01 - In a large bowl, mix flour, yeast, salt, and sugar. Add warm water and olive oil. Stir until a shaggy dough forms.
02 - Knead for 6–8 minutes by hand or with a stand mixer until smooth and elastic.
03 - Transfer to a greased bowl, cover, and let rise in a warm spot for 1 hour or until doubled in size.
04 - Grease a 9x13 inch (23x33 cm) baking pan with olive oil. Press the dough into the pan, stretching to fit. Let rest uncovered for 30 minutes.
05 - Preheat oven to 220°C (425°F). Use your fingers to dimple the dough. Drizzle with olive oil.
06 - Evenly sprinkle Gruyère, thyme leaves, and shallots (if using) over the surface. Finish with a sprinkle of flaky salt.

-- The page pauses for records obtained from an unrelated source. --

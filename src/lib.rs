//! Ordered sets and maps backed by an arena-allocated red black tree.

pub mod arena;
pub mod error;
pub mod red_black_tree;

pub use crate::error::{Error, Result};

07 - Bake for 22–25 minutes, or until golden brown and crisp on the edges. Let cool slightly before slicing.

# Additional Notes:

01 - Serve warm with soups, roasted vegetables, or as a side to fall salads.
02 - Substitute rosemary or sage for thyme for variation.
03 - For added flavor, fold caramelized onions into the dough before the second rise.